Between 2004 - 2008, she attended Georgia State University where she studied film, anthropology and broadcast journalism and was awarded a Bachelor of Arts degree in telecommunications broadcast journalism and a Bachelor of Arts degree in anthropology. During her time in Georgia State University, she served as Vice President of the University's chapter of the Society for Professional Journalists, wrote for the Signal Newspaper and contributed to the university radio station, WRAS Album 88.5FM. She is also an alumna of the Medill School of Journalism of Northwestern University where she received her Master of Science degree in 2010 after studying broadcast journalism.

==Career==
In 2009, she worked as a commercial photographer in Atlanta and in 2010 she relocated to Nairobi, Kenya to work as a television news reporter and documentary features producer for K24 where she met Jeff Koinange. She also worked for National Broadcasting Corporation at Rockefeller Center in New York, where she reported for The Grio. She later worked at Sahara Reporters.

Oduah relocated to Nigeria in 2012 and began working with Al Jazeera as a reporter and television news producer. She also worked with CNN, the Associated Press, Voice of America and the English language channel of France 24.
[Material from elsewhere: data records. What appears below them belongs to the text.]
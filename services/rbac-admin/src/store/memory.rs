//! In-memory implementation of the record store.
//!
//! # Purpose
//! Implements [`RecordStore`] with one insertion-ordered `Vec` per collection,
//! each guarded by a `tokio::sync::RwLock`. It exists for:
//! - local development and tests (no external dependencies)
//! - deployments where durability is not required
//!
//! # Durability and consistency
//! - **Not durable**: all state is lost on process restart.
//! - Each call takes the lock of one collection only. Nothing spans the
//!   directory's check and its write, so the check-then-act races of the
//!   directory core are reproduced faithfully here.
//!
//! # Performance characteristics
//! Lookups are linear scans. This is fine for the admin-panel sizes the
//! backend targets and keeps listings in insertion order.
//!
//! # Metrics
//! Updates the `rbac_admin_records` gauge per collection after each mutation,
//! mirroring the durable backend.
use super::{RecordStore, ReferenceField, StoreError, StoreResult};
use crate::model::{Permission, PermissionId, Role, RoleId, User, UserId};
use async_trait::async_trait;
use std::sync::Arc;
use tokio::sync::RwLock;
use uuid::Uuid;

/// In-memory record store.
///
/// Collections are wrapped in `Arc<RwLock<...>>` so the store can be shared
/// across request handlers; reads proceed concurrently, writes serialize per
/// collection.
#[derive(Default)]
pub struct InMemoryStore {
    permissions: Arc<RwLock<Vec<Permission>>>,
    roles: Arc<RwLock<Vec<Role>>>,
    users: Arc<RwLock<Vec<User>>>,
}

impl InMemoryStore {
    pub fn new() -> Self {
        Self::default()
    }
}

fn record_count(collection: &'static str, len: usize) {
    metrics::gauge!("rbac_admin_records", "collection" => collection).set(len as f64);
}

#[async_trait]
impl RecordStore for InMemoryStore {
    async fn list_permissions(&self) -> StoreResult<Vec<Permission>> {
        Ok(self.permissions.read().await.clone())
    }

    async fn find_permission_by_name(&self, name: &str) -> StoreResult<Option<Permission>> {
        let permissions = self.permissions.read().await;
        Ok(permissions.iter().find(|p| p.name == name).cloned())
    }

    async fn insert_permission(&self, permission: Permission) -> StoreResult<Permission> {
        let mut permissions = self.permissions.write().await;
        if permissions.iter().any(|p| p.id == permission.id) {
            return Err(StoreError::Conflict("permission id exists".into()));
        }
        permissions.push(permission.clone());
        record_count("permissions", permissions.len());
        Ok(permission)
    }

    async fn delete_permission(&self, id: PermissionId) -> StoreResult<()> {
        let mut permissions = self.permissions.write().await;
        let before = permissions.len();
        permissions.retain(|p| p.id != id);
        if permissions.len() == before {
            return Err(StoreError::NotFound("permission".into()));
        }
        record_count("permissions", permissions.len());
        Ok(())
    }

    async fn list_roles(&self) -> StoreResult<Vec<Role>> {
        Ok(self.roles.read().await.clone())
    }

    async fn find_role_by_name(&self, name: &str) -> StoreResult<Option<Role>> {
        let roles = self.roles.read().await;
        Ok(roles.iter().find(|r| r.name == name).cloned())
    }

    async fn get_role(&self, id: RoleId) -> StoreResult<Role> {
        let roles = self.roles.read().await;
        roles
            .iter()
            .find(|r| r.id == id)
            .cloned()
            .ok_or_else(|| StoreError::NotFound("role".into()))
    }

    async fn insert_role(&self, role: Role) -> StoreResult<Role> {
        let mut roles = self.roles.write().await;
        if roles.iter().any(|r| r.id == role.id) {
            return Err(StoreError::Conflict("role id exists".into()));
        }
        roles.push(role.clone());
        record_count("roles", roles.len());
        Ok(role)
    }

    async fn update_role(&self, role: Role) -> StoreResult<Role> {
        let mut roles = self.roles.write().await;
        let slot = roles
            .iter_mut()
            .find(|r| r.id == role.id)
            .ok_or_else(|| StoreError::NotFound("role".into()))?;
        *slot = role.clone();
        Ok(role)
    }

    async fn delete_role(&self, id: RoleId) -> StoreResult<()> {
        let mut roles = self.roles.write().await;
        let before = roles.len();
        roles.retain(|r| r.id != id);
        if roles.len() == before {
            return Err(StoreError::NotFound("role".into()));
        }
        record_count("roles", roles.len());
        Ok(())
    }

    async fn list_users(&self) -> StoreResult<Vec<User>> {
        Ok(self.users.read().await.clone())
    }

    async fn find_user_by_email(&self, email: &str) -> StoreResult<Option<User>> {
        let users = self.users.read().await;
        Ok(users.iter().find(|u| u.email == email).cloned())
    }

    async fn get_user(&self, id: UserId) -> StoreResult<User> {
        let users = self.users.read().await;
        users
            .iter()
            .find(|u| u.id == id)
            .cloned()
            .ok_or_else(|| StoreError::NotFound("user".into()))
    }

    async fn insert_user(&self, user: User) -> StoreResult<User> {
        let mut users = self.users.write().await;
        if users.iter().any(|u| u.id == user.id) {
            return Err(StoreError::Conflict("user id exists".into()));
        }
        users.push(user.clone());
        record_count("users", users.len());
        Ok(user)
    }

    async fn update_user(&self, user: User) -> StoreResult<User> {
        let mut users = self.users.write().await;
        let slot = users
            .iter_mut()
            .find(|u| u.id == user.id)
            .ok_or_else(|| StoreError::NotFound("user".into()))?;
        *slot = user.clone();
        Ok(user)
    }

    async fn delete_user(&self, id: UserId) -> StoreResult<()> {
        let mut users = self.users.write().await;
        let before = users.len();
        users.retain(|u| u.id != id);
        if users.len() == before {
            return Err(StoreError::NotFound("user".into()));
        }
        record_count("users", users.len());
        Ok(())
    }

    async fn is_referenced(&self, field: ReferenceField, id: Uuid) -> StoreResult<bool> {
        let referenced = match field {
            ReferenceField::RolePermissions => {
                let target = PermissionId(id);
                self.roles
                    .read()
                    .await
                    .iter()
                    .any(|r| r.permissions.contains(&target))
            }
            ReferenceField::UserRoles => {
                let target = RoleId(id);
                self.users
                    .read()
                    .await
                    .iter()
                    .any(|u| u.roles.contains(&target))
            }
        };
        Ok(referenced)
    }

    async fn health_check(&self) -> StoreResult<()> {
        Ok(())
    }

    fn is_durable(&self) -> bool {
        false
    }

    fn backend_name(&self) -> &'static str {
        "memory"
    }
}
Chika Oduah's work has been published in notable media platforms including The New York Times, The Guardian, Al Jazeera, The Daily Beast, CNN and The Huffington Post.

In 2014, Oduah rose to recognition after her coverage of the Chibok schoolgirls kidnapping, thus making her win the 2014 Trust Women "Journalist of The Year Award" from the Thomson Reuters Foundation. One of her stories published in The Atlantic titled "In the Land of Nigeria's Kidnapped Girls" saw her selected as a finalist of the 2015 Livingston Awards for Young Journalists.

In 2017, Oduah relocated to Dakar, Senegal. She made her Al Jazeera onscreen debut when Al Jazeera broadcast a documentary in November 2015 about breast cancer that Chika reported alongside Ghanaian undercover investigative journalist, Anas Aremeyaw Anas. Since 2012, Oduah has covered the ongoing Islamist insurgency of Boko Haram in northeastern Nigeria. Her reporting highlights the plight of women and children with exclusive coverage on orphans, mediation talks, escapees and wives of jihadists In 2017, she launched Biafran War Memories, a digital archive which seeks to preserve the history and first-hand accounts of the Nigerian-Biafran War. In 2023, Oduah launched Zikora Media Arts. In Igbo, zikora means to show the world. The organization’s motto is to show the world what it means to be unapologetically African. Zikora operates six departments, also known as creative branches, to accomplish its goals.These include literary arts, performance arts, an artists collective, events, film and TV, and journalism.

==Awards and recognition==
She was the winner of the 2015 African Story Challenge award by the African Media Initiative and the International Center for Journalists for her coverage of the aftermath of a 2010 lead poison outbreak in Nigeria, a project which also won her the Dow Technology & Innovation Reporting Award at the 2016 CNN MultiChoice African Journalist Awards. On March 8, 2016, she was listed in YNaijas "Nigeria's 100 Most Inspiring Women", before she went on to be voted the category winner of The Future Awards and EbonyLife Prize for Journalism at the eleventh edition of The Future Awards. In September 2016, she became the inaugural recipient of the Young Reporter for a Sustainable Future Award from the International Center for Journalists in partnership with the United Nations Foundation.

She won the 2018 Percy Qoboza Award, an annual honor by The National Association of Black Journalists in the United States to the journalist who best exemplifies the spirit of Percy Qoboza.